Extracted material:
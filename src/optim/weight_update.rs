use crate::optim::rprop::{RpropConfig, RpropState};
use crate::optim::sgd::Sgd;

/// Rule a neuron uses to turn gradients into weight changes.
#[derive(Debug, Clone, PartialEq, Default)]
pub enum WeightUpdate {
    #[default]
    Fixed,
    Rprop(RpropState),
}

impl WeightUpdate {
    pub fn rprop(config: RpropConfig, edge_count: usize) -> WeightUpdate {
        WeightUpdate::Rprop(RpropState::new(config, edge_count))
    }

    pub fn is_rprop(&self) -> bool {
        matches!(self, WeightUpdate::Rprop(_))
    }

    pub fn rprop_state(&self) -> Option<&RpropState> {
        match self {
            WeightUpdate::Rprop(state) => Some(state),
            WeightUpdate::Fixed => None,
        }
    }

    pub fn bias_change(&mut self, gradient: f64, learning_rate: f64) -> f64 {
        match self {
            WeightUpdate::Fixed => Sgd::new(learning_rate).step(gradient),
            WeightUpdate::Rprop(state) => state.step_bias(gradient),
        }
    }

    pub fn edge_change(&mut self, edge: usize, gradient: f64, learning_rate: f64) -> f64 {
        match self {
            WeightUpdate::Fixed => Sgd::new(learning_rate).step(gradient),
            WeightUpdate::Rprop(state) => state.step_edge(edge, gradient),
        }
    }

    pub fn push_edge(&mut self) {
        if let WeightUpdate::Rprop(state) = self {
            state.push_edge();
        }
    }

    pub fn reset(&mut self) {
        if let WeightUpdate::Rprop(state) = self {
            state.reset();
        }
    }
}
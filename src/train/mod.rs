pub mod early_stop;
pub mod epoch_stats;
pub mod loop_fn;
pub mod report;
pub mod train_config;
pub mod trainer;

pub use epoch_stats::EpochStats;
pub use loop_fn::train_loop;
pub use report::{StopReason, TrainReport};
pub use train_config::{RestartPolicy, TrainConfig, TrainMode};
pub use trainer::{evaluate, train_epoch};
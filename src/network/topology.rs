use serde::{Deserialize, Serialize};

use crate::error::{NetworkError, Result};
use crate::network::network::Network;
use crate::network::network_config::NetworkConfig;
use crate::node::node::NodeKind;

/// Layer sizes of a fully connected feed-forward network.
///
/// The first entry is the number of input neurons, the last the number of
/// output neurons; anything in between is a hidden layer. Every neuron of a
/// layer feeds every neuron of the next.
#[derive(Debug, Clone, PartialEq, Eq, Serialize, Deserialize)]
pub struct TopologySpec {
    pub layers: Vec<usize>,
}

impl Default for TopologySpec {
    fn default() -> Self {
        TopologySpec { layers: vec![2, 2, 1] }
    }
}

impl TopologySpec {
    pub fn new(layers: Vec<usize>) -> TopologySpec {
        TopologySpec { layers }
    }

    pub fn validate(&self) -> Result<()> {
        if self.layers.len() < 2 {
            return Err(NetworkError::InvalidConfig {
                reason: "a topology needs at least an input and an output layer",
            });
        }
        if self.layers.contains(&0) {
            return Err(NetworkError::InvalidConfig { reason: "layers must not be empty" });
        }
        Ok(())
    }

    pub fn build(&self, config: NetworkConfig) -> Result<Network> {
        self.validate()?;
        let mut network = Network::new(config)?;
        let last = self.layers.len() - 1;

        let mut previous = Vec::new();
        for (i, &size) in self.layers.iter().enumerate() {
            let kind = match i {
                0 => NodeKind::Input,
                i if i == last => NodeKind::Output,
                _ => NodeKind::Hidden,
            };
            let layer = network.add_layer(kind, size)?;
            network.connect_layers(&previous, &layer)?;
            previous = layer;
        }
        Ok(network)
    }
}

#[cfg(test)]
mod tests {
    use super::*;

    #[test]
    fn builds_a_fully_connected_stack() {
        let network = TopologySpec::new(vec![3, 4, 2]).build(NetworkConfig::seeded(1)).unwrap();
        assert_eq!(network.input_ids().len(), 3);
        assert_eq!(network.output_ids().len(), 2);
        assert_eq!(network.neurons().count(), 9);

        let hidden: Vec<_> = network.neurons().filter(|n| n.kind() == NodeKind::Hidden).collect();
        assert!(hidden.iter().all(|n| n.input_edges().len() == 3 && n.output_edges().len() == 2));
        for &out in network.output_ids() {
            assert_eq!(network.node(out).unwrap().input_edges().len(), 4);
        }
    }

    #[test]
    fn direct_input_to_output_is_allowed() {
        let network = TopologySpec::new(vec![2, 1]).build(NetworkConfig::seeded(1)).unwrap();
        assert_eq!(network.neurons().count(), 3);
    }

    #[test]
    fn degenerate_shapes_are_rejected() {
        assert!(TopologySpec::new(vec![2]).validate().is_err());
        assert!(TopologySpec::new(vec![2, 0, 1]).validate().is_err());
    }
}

Activity: Reproduce each line above exactly.

Solved problem:
filename src/optim/weight_update.rs
use crate::optim::rprop::{RpropConfig, RpropState};
use crate::optim::sgd::Sgd;

/// Rule a neuron uses to turn gradients into weight changes.
#[derive(Debug, Clone, PartialEq, Default)]
pub enum WeightUpdate {
    #[default]
    Fixed,
    Rprop(RpropState),
}

impl WeightUpdate {
    pub fn rprop(config: RpropConfig, edge_count: usize) -> WeightUpdate {
        WeightUpdate::Rprop(RpropState::new(config, edge_count))
    }

    pub fn is_rprop(&self) -> bool {
        matches!(self, WeightUpdate::Rprop(_))
    }

    pub fn rprop_state(&self) -> Option<&RpropState> {
        match self {
            WeightUpdate::Rprop(state) => Some(state),
            WeightUpdate::Fixed => None,
        }
    }

    pub fn bias_change(&mut self, gradient: f64, learning_rate: f64) -> f64 {
        match self {
            WeightUpdate::Fixed => Sgd::new(learning_rate).step(gradient),
            WeightUpdate::Rprop(state) => state.step_bias(gradient),
        }
    }

    pub fn edge_change(&mut self, edge: usize, gradient: f64, learning_rate: f64) -> f64 {
        match self {
            WeightUpdate::Fixed => Sgd::new(learning_rate).step(gradient),
            WeightUpdate::Rprop(state) => state.step_edge(edge, gradient),
        }
    }

    pub fn push_edge(&mut self) {
        if let WeightUpdate::Rprop(state) = self {
            state.push_edge();
        }
    }

    pub fn reset(&mut self) {
        if let WeightUpdate::Rprop(state) = self {
            state.reset();
        }
    }
}
filename src/train/mod.rs
pub mod early_stop;
pub mod epoch_stats;
pub mod loop_fn;
pub mod report;
pub mod train_config;
pub mod trainer;

pub use epoch_stats::EpochStats;
pub use loop_fn::train_loop;
pub use report::{StopReason, TrainReport};
pub use train_config::{RestartPolicy, TrainConfig, TrainMode};
pub use trainer::{evaluate, train_epoch};
filename src/network/topology.rs
use serde::{Deserialize, Serialize};

use crate::error::{NetworkError, Result};
use crate::network::network::Network;
use crate::network::network_config::NetworkConfig;
use crate::node::node::NodeKind;

/// Layer sizes of a fully connected feed-forward network.
///
/// The first entry is the number of input neurons, the last the number of
/// output neurons; anything in between is a hidden layer. Every neuron of a
/// layer feeds every neuron of the next.
#[derive(Debug, Clone, PartialEq, Eq, Serialize, Deserialize)]
pub struct TopologySpec {
    pub layers: Vec<usize>,
}

impl Default for TopologySpec {
    fn default() -> Self {
        TopologySpec { layers: vec![2, 2, 1] }
    }
}

impl TopologySpec {
    pub fn new(layers: Vec<usize>) -> TopologySpec {
        TopologySpec { layers }
    }

    pub fn validate(&self) -> Result<()> {
        if self.layers.len() < 2 {
            return Err(NetworkError::InvalidConfig {
                reason: "a topology needs at least an input and an output layer",
            });
        }
        if self.layers.contains(&0) {
            return Err(NetworkError::InvalidConfig { reason: "layers must not be empty" });
        }
        Ok(())
    }

    pub fn build(&self, config: NetworkConfig) -> Result<Network> {
        self.validate()?;
        let mut network = Network::new(config)?;
        let last = self.layers.len() - 1;

        let mut previous = Vec::new();
        for (i, &size) in self.layers.iter().enumerate() {
            let kind = match i {
                0 => NodeKind::Input,
                i if i == last => NodeKind::Output,
                _ => NodeKind::Hidden,
            };
            let layer = network.add_layer(kind, size)?;
            network.connect_layers(&previous, &layer)?;
            previous = layer;
        }
        Ok(network)
    }
}

#[cfg(test)]
mod tests {
    use super::*;

    #[test]
    fn builds_a_fully_connected_stack() {
        let network = TopologySpec::new(vec![3, 4, 2]).build(NetworkConfig::seeded(1)).unwrap();
        assert_eq!(network.input_ids().len(), 3);
        assert_eq!(network.output_ids().len(), 2);
        assert_eq!(network.neurons().count(), 9);

        let hidden: Vec<_> = network.neurons().filter(|n| n.kind() == NodeKind::Hidden).collect();
        assert!(hidden.iter().all(|n| n.input_edges().len() == 3 && n.output_edges().len() == 2));
        for &out in network.output_ids() {
            assert_eq!(network.node(out).unwrap().input_edges().len(), 4);
        }
    }

    #[test]
    fn direct_input_to_output_is_allowed() {
        let network = TopologySpec::new(vec![2, 1]).build(NetworkConfig::seeded(1)).unwrap();
        assert_eq!(network.neurons().count(), 3);
    }

    #[test]
    fn degenerate_shapes_are_rejected() {
        assert!(TopologySpec::new(vec![2]).validate().is_err());
        assert!(TopologySpec::new(vec![2, 0, 1]).validate().is_err());
    }
}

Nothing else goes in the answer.